Cultivating a culture of kindness
Taking the time to speak with individual clients and HR professionals over the past months has enabled us to learn a lot about how organisations are responding to the coronavirus emergency. Regardless of the level of transformation undergone, the business size or sector, most people have observed that we are all “nicer” to one another.
The global pandemic and subsequent lockdown measures have certainly accelerated digital and organisational innovation – with some organisations changing more in the March and April than they have in years. Yet, at its heart this remains a human crisis and subsequently one of the greatest developments is a change in workplace culture. In the same way that it has fast-tracked business transformation; COVID-19 has also successfully pushed mental health and wellbeing further up the corporate agenda than the efforts of HR teams, royal ambassadors or initiatives such as this week’s Mental Health Awareness Week have done in recent years.
The importance of kindness
Kindness is now an integral part of our daily interactions with colleagues, suppliers and clients. The phrase “how are you?” is much more than a pleasantry, it is now underpinned with care and increasingly professionals take the time to participate in small talk. Partly this is down to everyone sharing a common experience in lockdown. The very nature of video conferencing has led many teams to welcome each other directly into their homes and share more than ever before. As a result, we have a greater understanding of how the virus is affecting our colleagues and appreciate how they may need to juggle work around caring for children or relatives.
In the next few months, the progress achieved since March will not be forgotten. As lockdown eases and businesses move ahead, kindness will continue to guide our professional interactions. For HR teams, this period has opened new communication channels and garnered greater engagement, which will be hugely effective when navigating future disruption and organisational change.
The current situation has also placed greater value on working in a genuinely caring environment. For every example of a company that has failed to communicate how they are prioritising their staff’s safety and wellbeing, there is an organisation that has been heralded for the compassion it has shown its workforce. Either way, as the current reality moves into memory, caring will remain an important pillar of company culture to attract and retain employees.
Developing kind leaders
Investment in developing emotional intelligence (EQ), will become a focus as organisations have witnessed first-hand the importance of empathy and communication during crises and rapid change.
Deeper understanding of the productivity and cost-saving benefits will lead to the long-term adoption of remote working, changing the purpose of physical office space. With delivery managed remotely, the office will become the centre for activity that is achieved more effectively face-to-face, including training through shadowing and relationship development. As always, leadership plays a key role in navigating change and nurturing workplace culture. Organisations will be reliant on leaders at all levels to support staff wellbeing across remote teams, motivating investment in developing online networks and opportunities to strengthen connections virtually.
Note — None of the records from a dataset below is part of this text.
use camino::{Utf8Path, Utf8PathBuf};
use colored::Colorize;
use drp_package::{pack_product, InputSource, PackOutcome, PackageError};
use drp_registry::ProductRegistry;
use miette::Result;

use crate::errors::CliError;
use crate::println_pad;

/// Entries in the inputs directory that are never treated as products.
const IGNORED_INPUT_NAMES: [&str; 2] = [".DS_Store", "dummy.txt"];

#[derive(Debug, Clone)]
pub struct PackProductsArgs {
    pub inputs_dir: String,
    pub outputs_dir: String,
    pub registry_path: String,
}

/// Package every input currently in the inputs directory.
///
/// Failures local to one input are printed and the batch continues; registry
/// and output-storage failures abort the run, since further product
/// numbering would be unsafe.
pub fn pack_products(args: PackProductsArgs) -> Result<()> {
    let inputs_dir = Utf8PathBuf::from(&args.inputs_dir);
    let outputs_dir = Utf8PathBuf::from(&args.outputs_dir);
    let registry_path = Utf8PathBuf::from(&args.registry_path);

    if !inputs_dir.is_dir() {
        return Err(CliError::inputs_dir_missing(inputs_dir).into());
    }

    let mut registry = ProductRegistry::load(&registry_path)
        .map_err(|source| CliError::registry_unusable(registry_path.clone(), source))?;

    let inputs = discover_inputs(&inputs_dir)?;
    if inputs.is_empty() {
        println!(
            "{} {}",
            "Nothing to package in:".bright_yellow(),
            inputs_dir.as_str().bright_white().bold()
        );
        return Ok(());
    }

    println!(
        "{} {}",
        "📦 Packaging products from:".bright_blue().bold(),
        inputs_dir.as_str().bright_cyan().bold()
    );

    for input_path in inputs {
        match pack_one(&input_path, &outputs_dir, &mut registry) {
            Ok(PackOutcome::Packed {
                archive_path,
                sequence,
            }) => println_pad!(
                "{} {} {}",
                "✅ Packed:".bright_green().bold(),
                archive_path.as_str().bright_white().bold(),
                format!("(product #{})", sequence).dimmed()
            ),
            Ok(PackOutcome::AlreadyPackaged { archive_path }) => println_pad!(
                "{} {}",
                "⏭️  Already packaged:".bright_yellow(),
                archive_path.as_str().bright_white()
            ),
            Err(error) if error.is_local() => println_pad!(
                "{} {}",
                "⚠️  Skipped:".bright_yellow().bold(),
                error.to_string().bright_white()
            ),
            Err(error) => {
                return Err(CliError::packaging_aborted(input_path, error).into());
            }
        }
    }

    Ok(())
}

fn pack_one(
    input_path: &Utf8Path,
    outputs_dir: &Utf8Path,
    registry: &mut ProductRegistry,
) -> Result<PackOutcome, PackageError> {
    let source = InputSource::open(input_path)?;
    pack_product(&source, outputs_dir, registry)
}

/// List the packable entries of the inputs directory in sorted order,
/// skipping the system-file ignore list.
fn discover_inputs(inputs_dir: &Utf8Path) -> Result<Vec<Utf8PathBuf>> {
    let entries = std::fs::read_dir(inputs_dir.as_std_path())
        .map_err(|source| CliError::inputs_dir_unreadable(inputs_dir.to_owned(), source))?;

    let mut inputs = Vec::new();
    for entry in entries {
        let entry = entry
            .map_err(|source| CliError::inputs_dir_unreadable(inputs_dir.to_owned(), source))?;
        let name = entry.file_name().to_string_lossy().into_owned();
        if IGNORED_INPUT_NAMES.contains(&name.as_str()) {
            continue;
        }
        inputs.push(inputs_dir.join(name));
    }
    inputs.sort();
    Ok(inputs)
}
At the beginning of 2020 it was impossible to foresee the disruption that the virus would cause and the impact it would have on organisations, yet we are far beyond the point of returning to a pre-Covid operating environment. Not only would it lead to technological regression and the discarding of data that will inform strategies to improve business resilience but it would be a step backwards for the development of our working relationships. While ‘being nice’ has been an unexpected benefit, it is too valuable to lose.